Men and women aged 44 or younger are more likely to agree with financial incentives to encourage breast feeding and smoking cessation during pregnancy compared to those aged 65 and over.
This was a key finding in a new study led by the University of Stirling, which looked to assess public acceptance of financial incentives to encourage healthy lifestyle choices.
The research, which was published in BMJ Open and funded by the National Institute for Health Research (NIHR) Health Technology Assessment (HTA) Programme, also found that those with higher qualifications, or from non-white ethnic groups, and men, were more likely to support the incentives.
Pilot schemes in different parts of UK have offered pregnant women and new mothers a range of incentives including shopping vouchers in an effort to encourage women to adopt healthy lifestyles.
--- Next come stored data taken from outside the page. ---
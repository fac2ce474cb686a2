use std::collections::HashMap;

use super::labels::decode_labels;
use super::line::{classify, Line, SampleLine};
use super::model::{LabelSet, MetricFamilies, MetricFamily, MetricSample, MetricType};

const CHILD_SUFFIXES: [&str; 3] = ["_bucket", "_sum", "_count"];

/// Parses Prometheus text exposition into metric families.
///
/// Never fails: lines that can't be understood are skipped. Families are
/// keyed by name and created by the first HELP or TYPE line naming them.
/// Samples without a declared family are dropped.
pub fn parse(input: &str) -> MetricFamilies {
    let mut families: Vec<MetricFamily> = Vec::new();
    let mut index: HashMap<String, usize> = HashMap::new();
    // most recently declared family, checked before the index lookup
    let mut current: Option<usize> = None;

    for (line_no, line) in input.split('\n').enumerate() {
        match classify(line) {
            Line::Help { name, help } => {
                let idx = upsert(&mut families, &mut index, name);
                let family = &mut families[idx];
                if family.help.is_empty() {
                    family.help = help.to_string();
                } else {
                    log::trace!("line {}: ignoring repeated HELP for {name}", line_no + 1);
                }
                current = Some(idx);
            }
            Line::Type { name, type_str } => {
                let idx = upsert(&mut families, &mut index, name);
                let family = &mut families[idx];
                if family.metric_type.is_none() {
                    family.metric_type = type_str.parse().ok();
                } else {
                    log::trace!("line {}: ignoring repeated TYPE for {name}", line_no + 1);
                }
                current = Some(idx);
            }
            Line::Sample(sample) => {
                let Some(idx) = find_family(&families, &index, current, sample.name) else {
                    log::trace!(
                        "line {}: no family declared for sample {}",
                        line_no + 1,
                        sample.name
                    );
                    continue;
                };
                match build_sample(&sample) {
                    Some(value) => families[idx].values.push(value),
                    None => log::trace!(
                        "line {}: invalid value {:?} for {}",
                        line_no + 1,
                        sample.value,
                        sample.name
                    ),
                }
            }
            Line::Unrecognized => {
                log::trace!("line {}: unrecognized: {line:?}", line_no + 1);
            }
            Line::Blank | Line::Comment => (),
        }
    }

    MetricFamilies::new(families)
}

fn upsert(
    families: &mut Vec<MetricFamily>,
    index: &mut HashMap<String, usize>,
    name: &str,
) -> usize {
    if let Some(&idx) = index.get(name) {
        return idx;
    }
    families.push(MetricFamily::new(name));
    let idx = families.len() - 1;
    index.insert(name.to_string(), idx);
    idx
}

fn find_family(
    families: &[MetricFamily],
    index: &HashMap<String, usize>,
    current: Option<usize>,
    name: &str,
) -> Option<usize> {
    if let Some(idx) = current {
        if families[idx].name == name {
            return Some(idx);
        }
    }
    if let Some(&idx) = index.get(name) {
        return Some(idx);
    }

    CHILD_SUFFIXES
        .iter()
        .filter_map(|suffix| name.strip_suffix(suffix))
        .filter_map(|base| index.get(base).copied())
        .find(|&idx| {
            families[idx]
                .metric_type
                .as_ref()
                .is_some_and(MetricType::has_child_series)
        })
}

fn build_sample(sample: &SampleLine) -> Option<MetricSample> {
    let value: f64 = sample.value.parse().ok()?;
    let labels = sample.labels.map(decode_labels).unwrap_or_else(LabelSet::new);
    Some(MetricSample::new(labels, value))
}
Previous research has suggested these financial incentives can help to motivate women to make the best decisions for their baby's health.
This study - which was carried out by researchers at the Universities of Stirling, Aberdeen and Central Lancashire - examined existing research to consider what made it easier for women to continue breastfeeding and stop smoking and drew up a list of the seven most promising types of incentives.
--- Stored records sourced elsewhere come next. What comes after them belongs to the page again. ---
use std::fmt;
use std::str::FromStr;

use indexmap::IndexMap;

/// Label name to label value, in the order the labels appeared on the line.
pub type LabelSet = IndexMap<String, String>;

#[derive(Debug, Clone, PartialEq, Eq)]
pub enum MetricType {
    Counter,
    Gauge,
    Histogram,
    Summary,
    Untyped,
    /// A type token this reader doesn't know about, kept verbatim.
    Other(String),
}

impl MetricType {
    pub fn as_str(&self) -> &str {
        match self {
            MetricType::Counter => "counter",
            MetricType::Gauge => "gauge",
            MetricType::Histogram => "histogram",
            MetricType::Summary => "summary",
            MetricType::Untyped => "untyped",
            MetricType::Other(other) => other,
        }
    }

    /// Histograms and summaries expose their samples under suffixed names.
    pub fn has_child_series(&self) -> bool {
        matches!(self, MetricType::Histogram | MetricType::Summary)
    }
}

impl FromStr for MetricType {
    type Err = std::convert::Infallible;

    fn from_str(s: &str) -> Result<Self, Self::Err> {
        Ok(match s {
            "counter" => MetricType::Counter,
            "gauge" => MetricType::Gauge,
            "histogram" => MetricType::Histogram,
            "summary" => MetricType::Summary,
            "untyped" => MetricType::Untyped,
            other => MetricType::Other(other.to_string()),
        })
    }
}

impl fmt::Display for MetricType {
    fn fmt(&self, f: &mut fmt::Formatter<'_>) -> fmt::Result {
        f.write_str(self.as_str())
    }
}

/// One observation of a metric family.
#[derive(Debug, Clone, PartialEq)]
pub struct MetricSample {
    pub labels: LabelSet,
    pub value: f64,
}

impl MetricSample {
    pub fn new(labels: LabelSet, value: f64) -> MetricSample {
        MetricSample { labels, value }
    }

    pub fn label(&self, name: &str) -> Option<&str> {
        self.labels.get(name).map(String::as_str)
    }
}

#[derive(Debug, Clone, PartialEq)]
pub struct MetricFamily {
    pub name: String,
    pub help: String,
    pub metric_type: Option<MetricType>,
    pub values: Vec<MetricSample>,
}

impl MetricFamily {
    pub fn new(name: &str) -> MetricFamily {
        MetricFamily {
            name: name.to_string(),
            help: String::new(),
            metric_type: None,
            values: Vec::new(),
        }
    }

    /// The declared type, or the empty string when no TYPE line was seen.
    pub fn type_str(&self) -> &str {
        self.metric_type.as_ref().map_or("", MetricType::as_str)
    }
}

/// The outcome of one parse: metric families in declaration order.
#[derive(Debug, Clone, Default, PartialEq)]
pub struct MetricFamilies {
    families: Vec<MetricFamily>,
}

impl MetricFamilies {
    pub fn new(families: Vec<MetricFamily>) -> MetricFamilies {
        MetricFamilies { families }
    }

    pub fn len(&self) -> usize {
        self.families.len()
    }

    pub fn is_empty(&self) -> bool {
        self.families.is_empty()
    }

    pub fn iter(&self) -> std::slice::Iter<'_, MetricFamily> {
        self.families.iter()
    }
}

impl<'a> IntoIterator for &'a MetricFamilies {
    type Item = &'a MetricFamily;
    type IntoIter = std::slice::Iter<'a, MetricFamily>;

    fn into_iter(self) -> Self::IntoIter {
        self.families.iter()
    }
}
mod labels;
pub use self::labels::decode_labels;
mod line;
pub use self::line::classify;
pub use self::line::Line;
pub use self::line::SampleLine;
mod model;
pub use self::model::LabelSet;
pub use self::model::MetricFamilies;
pub use self::model::MetricFamily;
pub use self::model::MetricSample;
pub use self::model::MetricType;
mod parser;
pub use self::parser::parse;
mod query;
pub use self::query::UNSET_LABEL;

mod metric_scraper;
pub use self::metric_scraper::HttpSource;
pub use self::metric_scraper::MetricScraper;
pub use self::metric_scraper::MetricSource;
pub use self::metric_scraper::ScrapeError;
pub use self::metric_scraper::Snapshot;

#[cfg(test)]
mod test_data;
Over 1000 members of the British general public from a cross section of society were then asked for their views.
Overall, the researchers found between a third to just under a half (34%-46%) of British adults surveyed agreed with one or more types of incentives. A free breast pump was found to be the most popular.
Lead researcher, Professor Pat Hoddinott from the University of Stirling's Nursing, Midwifery and Allied Health Professional Research Unit said: "Addressing health inequalities is a government priority so the implications of our research for efforts to reduce this inequity are important.
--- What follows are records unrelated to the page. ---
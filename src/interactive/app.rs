use promdash::dashboard::{Dashboard, Panel, Row};
use promdash::prom::{MetricScraper, Snapshot};
use ratatui::widgets::ListState;

#[derive(Debug)]
enum Direction {
    Up,
    Down,
}

pub struct App<'a> {
    pub endpoint: &'a str,
    pub scrape_interval: u64,
    pub metric_scraper: MetricScraper,
    pub dashboard: Dashboard,

    pub panel_list_state: ListState,
    pub should_quit: bool,
}

impl<'a> App<'a> {
    pub fn new(
        endpoint: &'a str,
        scrape_interval: u64,
        metric_scraper: MetricScraper,
        dashboard: Dashboard,
    ) -> App<'a> {
        let mut panel_list_state = ListState::default();
        if !dashboard.panels.is_empty() {
            panel_list_state.select(Some(0));
        }
        App {
            endpoint,
            scrape_interval,
            metric_scraper,
            dashboard,
            panel_list_state,
            should_quit: false,
        }
    }

    pub fn snapshot(&self) -> Snapshot {
        self.metric_scraper.snapshot()
    }

    pub fn selected_panel(&self) -> Option<&Panel> {
        self.panel_list_state
            .selected()
            .and_then(|i| self.dashboard.panels.get(i))
    }

    pub fn selected_rows(&self, snapshot: &Snapshot) -> Vec<Row> {
        self.selected_panel()
            .map(|panel| panel.evaluate(&snapshot.families, &self.dashboard.names))
            .unwrap_or_default()
    }

    fn change_selected_panel(&mut self, direction: Direction) {
        update_list_state_with_direction(
            direction,
            &mut self.panel_list_state,
            self.dashboard.panels.len(),
        );
        if let Some(panel) = self.selected_panel() {
            log::debug!("Selected panel {}", panel.title);
        }
    }

    pub fn on_down(&mut self) {
        self.change_selected_panel(Direction::Down);
    }

    pub fn on_up(&mut self) {
        self.change_selected_panel(Direction::Up);
    }

    pub fn on_refresh(&mut self) {
        log::info!("Manual refresh requested");
        self.metric_scraper.refresh();
    }

    pub fn on_quit(&mut self) {
        self.should_quit = true;
    }
}

fn update_list_state_with_direction(direction: Direction, state: &mut ListState, list_len: usize) {
    if list_len == 0 {
        return;
    }
    match direction {
        Direction::Down => {
            if let Some(selected) = state.selected() {
                if selected >= list_len - 1 {
                    state.select(Some(0));
                } else {
                    state.select(Some(selected + 1));
                }
            }
        }
        Direction::Up => {
            if let Some(selected) = state.selected() {
                if selected > 0 {
                    state.select(Some(selected - 1));
                } else {
                    state.select(Some(list_len - 1));
                }
            }
        }
    }
}

#[cfg(test)]
mod tests {
    use super::*;

    #[test]
    fn selection_wraps_around() {
        let mut state = ListState::default();
        state.select(Some(0));
        update_list_state_with_direction(Direction::Up, &mut state, 3);
        assert_eq!(state.selected(), Some(2));
        update_list_state_with_direction(Direction::Down, &mut state, 3);
        assert_eq!(state.selected(), Some(0));
        update_list_state_with_direction(Direction::Down, &mut state, 3);
        assert_eq!(state.selected(), Some(1));
    }

    #[test]
    fn empty_list_keeps_selection() {
        let mut state = ListState::default();
        update_list_state_with_direction(Direction::Down, &mut state, 0);
        assert_eq!(state.selected(), None);
    }
}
"Our findings are a concern because the highest levels of smoking during pregnancy and the lowest rates of breastfeeding are amongst the less educated and white British women - two of the groups showing lower levels of support for incentives."
Co-author Dr Heather Morgan of the University of Aberdeen said: "There are many reasons why some women continue to smoke in pregnancy and do not breastfeed. External influences - such as family and friends, work and the provision of additional support by health services - can all influence women's ability to make these lifestyle changes."
Dr Gill Thomson, a member of the research team from the University of Central Lancashire, said: "Evidence suggests incentives to promote behaviour change can be successful, because they can facilitate better relationships between recipients and care providers and can reassure people of their worthiness to receive help.
"However, this study tells us there are still challenges ahead in promoting the benefits to certain groups, particularly those who dislike pressure to behave in the way that the health service would like them to."
Professor Hoddinott added: "If incentives are offered to women and they don't work, women can feel very demoralised, particularly as every mother sets out to do the best for her baby. Some women may need other forms of support in addition to the incentive because healthy lifestyle choices can be difficult to maintain."
The researchers conclude that more research is needed to evaluate the proposed incentives' reach and impact on health inequalities and ethnic groups before they are implemented across the UK.